What will fit? What won’t? And most importantly, how many pairs of shoes can I fit in?
Inevitably, the bulkiest pair of shoes gets left out, and historically, that pair happens to be my workout shoes. There’s a good reason for this. They are bulky, inflexible, and have a super thick sole that can’t contort, be crammed into a tiny space, or flatten out.
So what ends up happening? I go on my trip—even with my best intentions—and I don’t work out because I don’t have the right outfit. It happens all. the. time.
On my last trip (I was heading to Charleston, South Carolina to meet up with the in-laws!), I was determined to save my workouts. This, in five handy tips, is what I learned. I hope it helps you, too!
Tip#1: Buy shoes you can stuff/fold in your suitcase.

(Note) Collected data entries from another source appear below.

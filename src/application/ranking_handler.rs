// カテゴリ別ランキングプロキシハンドラー
//
// 指定されたカテゴリのレシピランキングを楽天レシピAPIから取得し、
// ボディを整形せずそのまま返却する。カテゴリIDは必須パラメータ。

use crate::application::response;
use crate::infrastructure::{RecipeApi, RecipeApiError};
use lambda_http::{Body, Response};
use tracing::{error, info, instrument, warn};

/// カテゴリ別ランキングプロキシハンドラー
///
/// 上流アクセスは`RecipeApi`トレイト経由で行い、
/// テストではスタブ実装に差し替える。
pub struct RankingHandler<G: RecipeApi> {
    /// 楽天レシピAPIゲートウェイ
    gateway: G,
}

impl<G: RecipeApi> RankingHandler<G> {
    /// 新しいハンドラーを作成
    pub fn new(gateway: G) -> Self {
        Self { gateway }
    }

    /// ランキングリクエストを処理してレスポンスを生成
    ///
    /// - カテゴリID未指定（または空文字）: 上流に接続せず400
    /// - 上流が2xx: ボディをそのまま200で返す
    /// - 上流が非2xx: ステータスとボディをそのまま返す
    /// - 上流ボディがJSONでない: 生ボディを含む500エラー
    /// - 通信失敗: 原因を伏せた500エラー
    ///
    /// # 引数
    /// * `category_id` - クエリ文字列から取得したカテゴリID
    #[instrument(skip(self))]
    pub async fn handle(&self, category_id: Option<&str>) -> Response<Body> {
        // カテゴリIDは必須（空文字は未指定として扱う）
        let Some(category_id) = category_id.filter(|s| !s.is_empty()) else {
            warn!("カテゴリIDが指定されていない");
            return response::error_response(400, response::MSG_MISSING_CATEGORY_ID);
        };

        match self.gateway.category_ranking(category_id).await {
            Ok(upstream) if upstream.is_success() => {
                info!(status = upstream.status, category_id, "ランキングの取得に成功");
                // ランキングはボディを整形せずそのまま返す
                response::json_response(200, &upstream.body)
            }
            Ok(upstream) => {
                // 上流のエラーはステータス・ボディともそのまま返す
                warn!(
                    status = upstream.status,
                    category_id, "楽天APIがエラーステータスを返却"
                );
                response::json_response(upstream.status, &upstream.body)
            }
            Err(RecipeApiError::InvalidJson { status, raw }) => {
                error!(status, category_id, "楽天APIレスポンスがJSONではない");
                response::error_response_with_body(500, response::MSG_INVALID_UPSTREAM, raw)
            }
            Err(RecipeApiError::Network(cause)) => {
                // 原因はログのみに記録し、呼び出し元には公開しない
                error!(error = %cause, category_id, "楽天APIへの接続に失敗");
                response::error_response(500, response::MSG_INTERNAL_ERROR)
            }
        }
    }
}
//! Audit writer: one document per outbound attempt.

use crate::model::AuditLogDocument;
use ems_connectors::DocumentStore;
use std::sync::Arc;
use tracing::error;

/// Collection holding all insurer interaction documents
pub const AUDIT_COLLECTION: &str = "audit_logs";

/// Appends audit documents; failures are logged and never abort the flow
pub struct AuditWriter {
    store: Arc<dyn DocumentStore>,
}

impl AuditWriter {
    pub fn new(store: Arc<dyn DocumentStore>) -> Self {
        Self { store }
    }

    pub async fn record(&self, document: AuditLogDocument) {
        let value = match serde_json::to_value(&document) {
            Ok(v) => v,
            Err(e) => {
                error!(
                    endorsement_id = %document.endorsement_id,
                    error = %e,
                    "insurer_gateway_audit_serialize_failed"
                );
                return;
            }
        };
        if let Err(e) = self.store.append(AUDIT_COLLECTION, value).await {
            error!(
                endorsement_id = %document.endorsement_id,
                insurer_id = %document.insurer_id,
                error = %e,
                "insurer_gateway_audit_failed"
            );
        }
    }
}
//! Outbound protocol strategies.
//!
//! Protocols are a closed sum type: REST is implemented, SOAP and SFTP are
//! anticipated by the audit enum but route to the default REST strategy
//! until their variants exist.

use crate::events::GatewayErrorType;
use crate::model::{AuditLogError, AuditStatus};
use reqwest::Method;
use serde_json::Value;
use std::collections::BTreeMap;
use std::time::Duration;
use tracing::error;

/// Everything a strategy needs to execute one outbound attempt
#[derive(Debug, Clone)]
pub struct GatewayRequest {
    pub endorsement_id: String,
    pub employer_id: String,
    pub trace_id: Option<String>,
    pub retry_count: u32,
    pub request_body: Value,
    pub request_headers: BTreeMap<String, String>,
    pub request_url: String,
    pub method: String,
    pub timeout: Duration,
}

/// Compact snapshot of the insurer's response
#[derive(Debug, Clone)]
pub struct ResponseSnapshot {
    pub status_code: u16,
    pub headers: BTreeMap<String, String>,
    pub body: Option<Value>,
}

/// Result of one outbound attempt
#[derive(Debug, Clone)]
pub struct GatewayOutcome {
    pub response: Option<ResponseSnapshot>,
    pub audit_status: AuditStatus,
    pub error_details: Option<AuditLogError>,
    pub error_type: GatewayErrorType,
}

impl GatewayOutcome {
    pub fn is_success(&self) -> bool {
        self.audit_status == AuditStatus::Success
    }
}

/// Protocol strategy sum type
pub enum ProtocolStrategy {
    RestApi(HttpStrategy),
}

impl ProtocolStrategy {
    pub async fn execute(&self, request: &GatewayRequest) -> GatewayOutcome {
        match self {
            ProtocolStrategy::RestApi(strategy) => strategy.execute(request).await,
        }
    }
}

/// HTTP strategy: 2xx success, 4xx business failure, 5xx and transport
/// errors technical.
pub struct HttpStrategy {
    client: reqwest::Client,
}

impl HttpStrategy {
    pub fn new(client: reqwest::Client) -> Self {
        Self { client }
    }

    pub async fn execute(&self, request: &GatewayRequest) -> GatewayOutcome {
        let method = Method::from_bytes(request.method.as_bytes()).unwrap_or(Method::POST);
        let mut builder = self
            .client
            .request(method, &request.request_url)
            .timeout(request.timeout)
            .json(&request.request_body);
        for (name, value) in &request.request_headers {
            builder = builder.header(name.as_str(), value.as_str());
        }

        match builder.send().await {
            Ok(response) => {
                let status_code = response.status().as_u16();
                let headers = response
                    .headers()
                    .iter()
                    .map(|(name, value)| {
                        (
                            name.to_string(),
                            value.to_str().unwrap_or_default().to_string(),
                        )
                    })
                    .collect();
                let text = response.text().await.unwrap_or_default();
                let body = parse_body(&text);
                let snapshot = ResponseSnapshot {
                    status_code,
                    headers,
                    body,
                };

                if (200..300).contains(&status_code) {
                    GatewayOutcome {
                        response: Some(snapshot),
                        audit_status: AuditStatus::Success,
                        error_details: None,
                        error_type: GatewayErrorType::None,
                    }
                } else {
                    let error_type = if (400..500).contains(&status_code) {
                        GatewayErrorType::Business
                    } else {
                        GatewayErrorType::Technical
                    };
                    GatewayOutcome {
                        response: Some(snapshot),
                        audit_status: AuditStatus::Failure,
                        error_details: Some(AuditLogError {
                            code: Some(format!("HTTP_{status_code}")),
                            message: text,
                            stack_trace: None,
                        }),
                        error_type,
                    }
                }
            }
            Err(e) => {
                error!(
                    endorsement_id = %request.endorsement_id,
                    employer_id = %request.employer_id,
                    error = %e,
                    "insurer_gateway_http_request_error"
                );
                let (code, audit_status) = if e.is_timeout() {
                    ("REQUEST_TIMEOUT", AuditStatus::Timeout)
                } else {
                    ("REQUEST_ERROR", AuditStatus::Failure)
                };
                GatewayOutcome {
                    response: None,
                    audit_status,
                    error_details: Some(AuditLogError {
                        code: Some(code.to_string()),
                        message: e.to_string(),
                        stack_trace: None,
                    }),
                    error_type: GatewayErrorType::Technical,
                }
            }
        }
    }
}

/// Responses are JSON when they parse, raw text otherwise
fn parse_body(text: &str) -> Option<Value> {
    if text.is_empty() {
        return None;
    }
    Some(serde_json::from_str(text).unwrap_or_else(|_| Value::String(text.to_string())))
}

What did I do first? I decided to start with shoe shopping. As soon as I got to the mall, I was flabbergasted—exercise shoe technology had advanced way more than I ever thought possible. There were shoes that felt weightless; shoes that had flexible midsoles that could almost fold in half; shoes with upper parts made of semi-collapsible canvas or mesh. I tried on at least ten pairs and finally decided on a pair of New Balance silver and mint ones that could easily be crushed into my suitcase. Success!
Once I got home, I started thinking about which of my workouts would be the easiest to replicate on the road. Typically, I do a combination of kickboxing, yoga, and jogging—two of which require some kind of instructor and some kind of equipment—so I knew I’d have to get creative. I sat down, scoured the web for tips, and made a list of all the ways I could keep myself accountable.
Here are the rest of the highlights:
Tip #2. Exercise before you get on the plane.
One of my trainers at my local boxing gym told me this little trick. Try booking your flights so that you have time in the morning to get a workout in before you leave for or after you get home from the airport. That way, you can’t make up an excuse if you’re still—or already—home. Plus, you’ll get to stretch your legs before taking a super long or cramped flight somewhere, and that’s always a good thing.
Tip #3: Scope out the hotel gym right after you check in.
Then, once you get to your hotel, check out the gym as soon as possible and set a plan of attack for the next morning. It sounds weird, but you’ll feel accountable and have your workout planned out when you wake up, which is a very effective way to guilt your way into actually getting up.
Tip #4: Put a towel on the floor and turn your phone into a yoga teacher.
(Yep, there’s an app for that–of course there is!).
If you’re not into the monotony of treadmills or being surrounded by sweaty strangers, turn your room into a private yoga studio or a personal bootcamp instead. You can try any number of things—download a yoga app with a free trial, lay a towel on the floor, and do a 20-minute yoga routine, or blast some music and try some weight-free intervals like push-ups off the ottoman, mountain climbers on the floor, or jump squats off the suitcase.
Tip #5: Walk places. Walk everywhere.
Of course, the easiest way to get a workout in on the road is to simply make it a part of your trip. Even if you’re traveling for business, take a morning run to the local coffee shop. Walk to dinner; walk to a bar; that kind of thing.
I can tell you this—the tips work. The lightweight running shoes inspired me to get up and out–and in a walkable city like Charleston, it was great to have comfortable shoes that could take me miles and miles.
I’ve also run out of excuses not to exercise while I’m on the road. And that, of course, is always a good thing.